(Saved data entries)
§
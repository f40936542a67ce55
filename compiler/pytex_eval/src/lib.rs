//! Pytex Eval - evaluator for the code blocks embedded in pytex documents.
//!
//! # Architecture
//!
//! - `Executor`: parses a block, runs it and captures its stdout through an
//!   RAII [`Redirect`] guard
//! - `Scopes`: the persistent local/global mappings blocks run in
//! - `interpreter`: tree-walking statement and expression evaluation
//! - `builtins`, `modules`, `methods`: the runtime library
//! - `PrintHandlerImpl`: where `print` output goes (stdout, memory, nowhere)
//!
//! Every failure, from a syntax error to an uncaught `raise`, surfaces as an
//! [`EvalError`] carrying its exception kind and message.

mod builtins;
mod environment;
pub mod errors;
mod executor;
mod format;
mod interpreter;
mod iter;
mod methods;
mod modules;
mod operators;
mod print_handler;
mod subscript;
mod value;

pub use environment::{Namespace, Scopes};
pub use errors::{EvalError, EvalResult, ExceptionKind};
pub use executor::{capture_stdout, Executor, Redirect};
pub use format::format_value;
pub use print_handler::{
    capture_handler, silent_handler, stdout_handler, CaptureBuffer, PrintHandlerImpl,
    SharedPrintHandler,
};
pub use value::{
    float_repr, str_repr, BoundMethod, BuiltinFunction, Dict, ExceptionObject, Function,
    HashKey, ModuleObject, Range, Stream, Value,
};

#[cfg(test)]
mod tests;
§
Activity>
Set down, please, the lines from the line holding "mod format;" through the final line of the data, exactly and with nothing added.

Expected answer>
mod format;
mod interpreter;
mod iter;
mod methods;
mod modules;
mod operators;
mod print_handler;
mod subscript;
mod value;

pub use environment::{Namespace, Scopes};
pub use errors::{EvalError, EvalResult, ExceptionKind};
pub use executor::{capture_stdout, Executor, Redirect};
pub use format::format_value;
pub use print_handler::{
    capture_handler, silent_handler, stdout_handler, CaptureBuffer, PrintHandlerImpl,
    SharedPrintHandler,
};
pub use value::{
    float_repr, str_repr, BoundMethod, BuiltinFunction, Dict, ExceptionObject, Function,
    HashKey, ModuleObject, Range, Stream, Value,
};

#[cfg(test)]
mod tests;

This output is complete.